26 February 2014

Librarian Problems...

When your friends mistake John Dewey and Melvil Dewey for the same person:


No, the Dewey Decimal System is not part of some pragmatist philosophical conspiracy. It's actually pretty great.

Monuments Men: Fact and Fiction


When I first heard that Robert Edsel's Monuments Men was being made into a feature film, I was excited. The stories he captured about Allied efforts to save art, historic buildings, libraries, and archives in the wake of WWII are harrowing, remarkable, and inspiring, and make for perfect movie fodder. Plus, who doesn't like a feel-good museum story? The A-list casting made me skeptical (and George Clooney directing? Really?), but an extended preview featuring interviews with the cast about their passion for sharing the stories of the American Monuments, Fine Arts, and Archives (MFAA) division and art preservation had me reassured (I'm also generally a sucker for Matt Damon films). But ultimately, the film disappointed me.

It fell short in so many of the ways films fail when they dramatize historical vignettes. With the exception of Jean Dujardin and Cate Blanchett, no members of the main cast were believable as art experts. The way in which the film played-up the team as 'mistfit soldiers' didn't allow the characters' individual stories as artists to breathe. I did enjoy Dmitri Leonidas' portrayal of Sam Epstein (Harry Ettlinger in real life), who had a soft, but striking personal narrative as a Jewish-American immigrant. But mostly, it felt as if I was seeing a caricature of the MFAA, rather than earnest stories. 

I was especially disappointed and irritated by the film's portrayal of Rose Valland (Claire Simon in the film-more French-sounding for American audiences, I guess?), who was arguably the most important figure in the preservation and recovery of French art during the war. This unassuming but sharp museum overseer remains one of the most decorated women in French history for her work in the Jeu de Paume during the war. First, the film deprives her of her credit by renaming her character (many of the men in the film kept their real names), and then creates a completely fictional, awkward, and gratuitous sexual tension between her and James Granger (played by Matt Damon). Instead of the intelligent, meticulous, and driven museum patriot she was, these moments in the film make her seem much more like a pathetic old maid who is desperate for male attention. A real missed opportunity to highlight a true heroine of WWII. You can read more about Rose Valland and other women of the Monuments Men here.

21 February 2014

Immediate Book Meme

(DarwinCatholic started it, Happy Catholic passed it on, so...what the heck?)

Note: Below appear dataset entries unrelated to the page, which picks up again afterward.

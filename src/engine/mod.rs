//! 引擎模块
//!
//! 单消费者事件循环：浏览器事件、周期 tick 和界面请求都排进同一条
//! mpsc 队列，由一个任务串行处理。所有对台账、提醒状态和分类缓存的
//! 修改都发生在这个任务里，"先结算后切换"因此无条件成立。
//!
//! 周期 tick 是一个独立的后台任务，随设置变化停止/重建。

use anyhow::{anyhow, Result};
use chrono::{DateTime, Utc};
use serde::Serialize;
use std::collections::BTreeMap;
use std::sync::Arc;
use std::time::Duration;
use tokio::sync::{broadcast, mpsc, oneshot};
use tokio::time::interval;
use tracing::{debug, error, info, warn};

use crate::classify::{Classifier, PageInfo};
use crate::commands::{
    CategoryData, CategoryMeta, RangeFineStats, Request, Response, ResponseData, TimelineData,
    TodaySnapshot, TopPairsData, UiPrefs,
};
use crate::config::Settings;
use crate::ledger::{self, Ledger};
use crate::reminder::{ModalAction, RemindState, RestPresenter, SystemNotifier};
use crate::store::{Namespace, Store};
use crate::time;

/// 事件适配层投递的浏览器事件
///
/// 核心只消费这些事件，不产生它们。失焦到浏览器之外时事件不带页面。
#[derive(Debug, Clone)]
pub enum BrowserEvent {
    TabActivated { page: PageInfo },
    TabUpdated { page: PageInfo },
    WindowFocusChanged { page: Option<PageInfo> },
}

/// 引擎对外广播的通知（展示层的只读订阅）
#[derive(Debug, Clone, Serialize)]
#[serde(tag = "type")]
pub enum EngineNotice {
    #[serde(rename = "CATEGORY_UPDATED", rename_all = "camelCase")]
    CategoryUpdated {
        category: String,
        cached: bool,
        reason: String,
    },
}

enum Msg {
    Event(BrowserEvent),
    Tick,
    Request(Request, oneshot::Sender<Response>),
    Shutdown,
}

/// 引擎句柄，可克隆，跨任务投递事件与请求
#[derive(Clone)]
pub struct EngineHandle {
    tx: mpsc::UnboundedSender<Msg>,
    notices: broadcast::Sender<EngineNotice>,
}

impl EngineHandle {
    /// 投递一个浏览器事件（引擎已停止时丢弃）
    pub fn send_event(&self, event: BrowserEvent) {
        if self.tx.send(Msg::Event(event)).is_err() {
            warn!("Engine is gone, dropping browser event");
        }
    }

    /// 发送请求并等待应答
    pub async fn request(&self, request: Request) -> Response {
        let (reply_tx, reply_rx) = oneshot::channel();
        if self.tx.send(Msg::Request(request, reply_tx)).is_err() {
            return Response::failure("engine stopped");
        }
        reply_rx
            .await
            .unwrap_or_else(|_| Response::failure("engine stopped"))
    }

    /// 订阅引擎通知
    pub fn subscribe(&self) -> broadcast::Receiver<EngineNotice> {
        self.notices.subscribe()
    }

    /// 请求引擎退出事件循环
    pub fn shutdown(&self) {
        let _ = self.tx.send(Msg::Shutdown);
    }
}

/// 引擎：会话状态、提醒状态与分类缓存的唯一属主
pub struct Engine {
    store: Arc<Store>,
    classifier: Arc<Classifier>,
    settings: Settings,
    ledger: Ledger,
    remind: RemindState,
    presenter: Box<dyn RestPresenter>,
    fallback: SystemNotifier,
    notices: broadcast::Sender<EngineNotice>,
    /// 最近一次事件携带的页面，ReclassifyNow 用
    current_page: Option<PageInfo>,
    tx: mpsc::UnboundedSender<Msg>,
    ticker_shutdown: Option<mpsc::Sender<()>>,
}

1. What book are you reading now?


2. What book did you just finish?

Thinking Fast and Slow, by Daniel Kahneman. I don't usually mind long books, but man, even good psychology can be a drag. I triumphantly finished the audio today after pushing through it on my drives  for the past 3 weeks.

3. What do you plan to read next?


4. What book do you keep meaning to finish?

I keep getting stuck part-way in Joseph Dane's What is a Book?. Also, Transformation in Christ.

5. What book do you keep meaning to start?

I've picked up Whitman's Leaves of Grass on numerous occasions, but the right time hasn't come yet.

6. What is your current reading trend?

WWII history/libraries/art, I guess? Monuments Men started me on a tear, and I have a brand new beautiful coffee table book from the Newberry Library sitting on my side table.

02 February 2014

Before Goundhog Day: Candlemas


"That's all very beautiful, you might be saying to yourself, but how can my heart - stony as it is, be illuminated by the light of the Holy Spirit? Let's take the candles we have received today as an example. How does a candle produce its light? By being consumed. The fire consumes the wax. The fire of love consumes our very substance - sacrificial love. I mean, radical self-giving, death to self. Don't be afraid of giving your life completely to God. We will shine with a great light if we allow ourselves to be consumed by a greater light: the light of Christ who, after being totally extinguished on the cross, blazed up in the glory of the Resurrection, an undying light which shines, radiates, casts light on all the world, now and always and forever and ever. Amen."

-Homily from Norcia monks, 2011 (read more here)

It's not often that I've seen Candlemas customs actually observed in parishes (likely due to fears of once again putting fire into the hands of the entire assembly for nearly the whole Mass...I haven't seen a church burn down yet), so I was so glad to have Sunday Mass by candlelight this morning. I love the myriad shades of symbolism of the flame: Christ as light of the world, hope, all-consuming love, the Holy Spirit, purgatorial fire. Real flame consumes our attention too - how fixated we are on our slender tapers until we can extinguish them at Communion, just as our attentions should be fixed on the true light. It wasn't until very recently that I learned of Candlemas as Groundhog Day's long predecessor. As much as Punxsutawney Phil provides a fun little annual ritual, Groundhog Day seems to flip the meaning of the day on its head. Rather than rejoice in the hope of new light (whether winter stays for 6 more weeks or not), we tend to fixate on the groundhog's fear - for an abundance of light will surely scare him back into his hole. Our hope is not predicated on chance, but on the real Light of the World.